Wednesday, October 16, 2024

Your Sins Are Forgiven and Forgotten

“Forgive and forget.” That’s a standard line in our culture’s morality. (It’s a standard line. I don’t know about a standard practice.)

The Bible talks an awful lot about forgiving others. You should forgive someone who sins against you 77 times (Matt 18:21-22)—in other words, stop trying to keep count! “If you do not forgive others their sins,” Jesus warns, “your Father will not forgive your sins.” (Matt 6:15) We should “bear with each other and forgive one another,” Colossians says. “Forgive as the Lord forgave you.” (3:13)

As far as I know, though, the Bible never talks about ‘forgiving and forgetting’. You could take Paul’s words in 1 Corinthians 13 that way: love “keeps no record of wrongs.” (13:5) To me, those words rule out resentment and grudges, but they don’t advise amnesia. You ought to remember someone’s character and let that guide how to relate to them wisely going forward, but you shouldn’t rehearse a record of wrongs and keep fanning those flames of anger.

The Bible never says you have to forgive and forget.

But the Bible does tell us that God does. The Lord is a God who forgives and forgets.

A lot of folks think of Old Testament as the part of scripture filled with harsh words of judgment, while the New Testament is all mercy, grace, and love. There are reasons people have that impression, but it’s actually the Old Testament where you see this promise most clearly.

The Old Testament already strains our sense of distance when it says that “as far as the east is from the west, so far has he removed our transgressions from us.” (Ps 103:12) But then, it goes a step further, when the Lord promises: “I will forgive their wickedness and will remember their sins no more.” (Jer 31:34)

I will remember your sins no more.

Not only are our sins incomprehensibly far gone, but God forgot all about them. The Lord doesn’t see you as a disappointing daughter who’s always falling short or an infuriatingly sin-sick son. God has chosen not to remember any of that. Forgive. Forget.

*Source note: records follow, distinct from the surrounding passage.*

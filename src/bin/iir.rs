//! Command line front end for running filter payloads and generating test
//! signals.
//!
//! ```text
//! iir filter --input payload.json --output result.json
//! iir generate --output payload.json --sample_rate 1000 --duration 5
//! ```
use clap::{value_t, App, AppSettings, Arg, ArgMatches, SubCommand};
use log::{debug, error, info, Level};
use std::error::Error;
use std::fs::File;
use std::io::{BufReader, BufWriter};
use std::process::exit;

use iir_rs::io::payload::{self, FilterPayload};
use iir_rs::util::math;

fn log_level(verbosity: u64) -> Level {
    match verbosity {
        0 => Level::Warn,
        1 => Level::Info,
        2 => Level::Debug,
        _ => Level::Trace,
    }
}

fn run_filter(matches: &ArgMatches) -> Result<(), Box<dyn Error>> {
    let input_fname = matches.value_of("input").unwrap_or_default();
    let output_fname = matches.value_of("output").unwrap_or_default();

    debug!("Reading payload from {}", input_fname);
    let reader = BufReader::new(File::open(input_fname)?);
    let payload = payload::read_payload(reader)?;
    let result = payload.run()?;

    debug!("Writing result to {}", output_fname);
    let writer = BufWriter::new(File::create(output_fname)?);
    payload::write_result(writer, &result)?;
    info!("Wrote {} output samples to {}", result.output.len(), output_fname);
    Ok(())
}

fn run_generate(matches: &ArgMatches) -> Result<(), Box<dyn Error>> {
    let output_fname = matches.value_of("output").unwrap_or_default();
    let samp_rate = value_t!(matches, "sample_rate", f64)
        .unwrap_or_else(|e| e.exit());
    let duration =
        value_t!(matches, "duration", f64).unwrap_or_else(|e| e.exit());
    let start_freq =
        value_t!(matches, "start_freq", f64).unwrap_or_else(|e| e.exit());
    let end_freq =
        value_t!(matches, "end_freq", f64).unwrap_or_else(|e| e.exit());

    let signal = math::chirp(samp_rate, duration, start_freq, end_freq)?;
    info!(
        "Generated {} Hz to {} Hz chirp, {} samples at {} Hz",
        start_freq,
        end_freq,
        signal.len(),
        samp_rate
    );
    let writer = BufWriter::new(File::create(output_fname)?);
    payload::write_payload(writer, &FilterPayload::lowpass(signal))?;
    info!("Wrote payload to {}", output_fname);
    Ok(())
}

fn main() {
    let path_arg = |name: &'static str, short: &'static str| {
        Arg::with_name(name)
            .short(short)
            .long(name)
            .value_name("PATH")
            .required(true)
            .takes_value(true)
    };

    let matches = App::new("iir")
        .version("0.1")
        .about("Runs IIR filter payloads and generates test signals")
        .setting(AppSettings::SubcommandRequiredElseHelp)
        .arg(
            Arg::with_name("verbose")
                .short("v")
                .multiple(true)
                .global(true)
                .help("Increase logging verbosity, may be repeated"),
        )
        .subcommand(
            SubCommand::with_name("filter")
                .about("Filter the signal of a payload with its coefficients")
                .arg(path_arg("input", "i").help("Payload to read"))
                .arg(path_arg("output", "o").help("Where to write the result")),
        )
        .subcommand(
            SubCommand::with_name("generate")
                .about("Write a payload holding a chirp and a low pass filter")
                .arg(path_arg("output", "o").help("Where to write the payload"))
                .arg(
                    Arg::with_name("sample_rate")
                        .short("s")
                        .long("sample_rate")
                        .value_name("HZ")
                        .default_value("1000")
                        .help("Sample rate of the generated signal"),
                )
                .arg(
                    Arg::with_name("duration")
                        .short("d")
                        .long("duration")
                        .value_name("SECONDS")
                        .default_value("5")
                        .help("Length of the generated signal"),
                )
                .arg(
                    Arg::with_name("start_freq")
                        .long("start_freq")
                        .value_name("HZ")
                        .default_value("1")
                        .help("Frequency at the start of the sweep"),
                )
                .arg(
                    Arg::with_name("end_freq")
                        .long("end_freq")
                        .value_name("HZ")
                        .default_value("100")
                        .help("Frequency at the end of the sweep"),
                ),
        )
        .get_matches();

    // -v may be given before or after the subcommand.
    let verbosity = matches.subcommand().1.map_or(0, |sub| {
        sub.occurrences_of("verbose")
    });
    let level = log_level(verbosity.max(matches.occurrences_of("verbose")));
    if simple_logger::init_with_level(level).is_err() {
        eprintln!("Unable to install logger");
    }

    let res = match matches.subcommand() {
        ("filter", Some(sub)) => run_filter(sub),
        ("generate", Some(sub)) => run_generate(sub),
        _ => unreachable!(),
    };
    if let Err(e) = res {
        error!("{}", e);
        exit(1);
    }
}
//! Helpers for producing test signals and the errors they report.

use std::error;
use std::fmt;

#[derive(Clone, Debug, PartialEq)]
pub enum MathError {
    InvalidSampleRate,
    InvalidDuration,
    InvalidFrequency,
    TooManySamples,
}

impl fmt::Display for MathError {
    fn fmt(&self, f: &mut fmt::Formatter) -> fmt::Result {
        let desc = match *self {
            MathError::InvalidSampleRate => {
                "Invalid sample rate, must be finite and greater than 0"
            }
            MathError::InvalidDuration => {
                "Invalid duration, must be finite and not negative"
            }
            MathError::InvalidFrequency => {
                "Invalid frequency, must be finite and not negative"
            }
            MathError::TooManySamples => {
                "Sample rate times duration exceeds the supported signal length"
            }
        };
        write!(f, "Math error: {}", desc)
    }
}

impl error::Error for MathError {
    fn cause(&self) -> Option<&dyn error::Error> {
        None
    }
}

/// Signal generators used to exercise filters
pub mod math;
//! Test signal generators.

use crate::util::MathError;
use std::f64::consts::PI;

/// Longest signal `chirp` will generate.
pub const MAX_SIGNAL_LEN: usize = 1 << 28;

/// Linear frequency sweep (chirp) generator.
///
/// Produces `round(sample_rate * duration)` samples of a unit amplitude sine
/// whose instantaneous frequency moves linearly from `start_freq` at t = 0 to
/// `end_freq` at t = `duration`.
///
/// sample_rate: Samples per second, in Hz
/// duration: Length of the sweep, in seconds
/// start_freq: Frequency at the first sample, in Hz
/// end_freq: Frequency at the end of the sweep, in Hz
///
/// # Examples
///
/// ```
/// use iir_rs::util::math::chirp;
///
/// let sweep = chirp(1000.0, 5.0, 1.0, 100.0).unwrap();
/// assert_eq!(sweep.len(), 5000);
/// assert_eq!(sweep[0], 0.0);
/// ```
pub fn chirp(
    sample_rate: f64,
    duration: f64,
    start_freq: f64,
    end_freq: f64,
) -> Result<Vec<f64>, MathError> {
    if !sample_rate.is_finite() || sample_rate <= 0.0 {
        return Err(MathError::InvalidSampleRate);
    }
    if !duration.is_finite() || duration < 0.0 {
        return Err(MathError::InvalidDuration);
    }
    for freq in &[start_freq, end_freq] {
        if !freq.is_finite() || *freq < 0.0 {
            return Err(MathError::InvalidFrequency);
        }
    }

    let n_samples = (sample_rate * duration).round();
    if !n_samples.is_finite() || n_samples > MAX_SIGNAL_LEN as f64 {
        return Err(MathError::TooManySamples);
    }
    let n_samples = n_samples as usize;
    let sweep_rate = if duration > 0.0 {
        (end_freq - start_freq) / duration
    } else {
        0.0
    };
    let signal = (0..n_samples)
        .map(|n| {
            let t = n as f64 / sample_rate;
            let phase = 2.0 * PI * (start_freq * t + 0.5 * sweep_rate * t * t);
            phase.sin()
        })
        .collect();
    Ok(signal)
}

/// A unit sample followed by `len - 1` zeros.
pub fn impulse(len: usize) -> Vec<f64> {
    let mut signal = vec![0.0; len];
    if let Some(first) = signal.first_mut() {
        *first = 1.0;
    }
    signal
}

I think that’s why Paul, faced with his own imperfections, could talk about “Forgetting what is behind and straining toward what is ahead.” (Phil 3:13) There is no reason for you to dwell on your mistakes. God doesn’t. Don’t get me wrong: you might still need to take action to make things right with someone or in some situation, but you don’t need to swim in guilt and shame over who you’ve been. We all need a realistic self-awareness: you should know your weaknesses and your limits. But that ought to inform your journey of faith, not take you on a guilt trip. Forget what is behind, just like your Father remembers your sins no more. Like Maria Goff says over and over in her book, Love Lives Here: Jesus is more interested in who you’re becoming than in who you were.

So, do we need to forgive and forget with each other? Sort of. Not quite.

Will God forgive and forget with us? Every single time.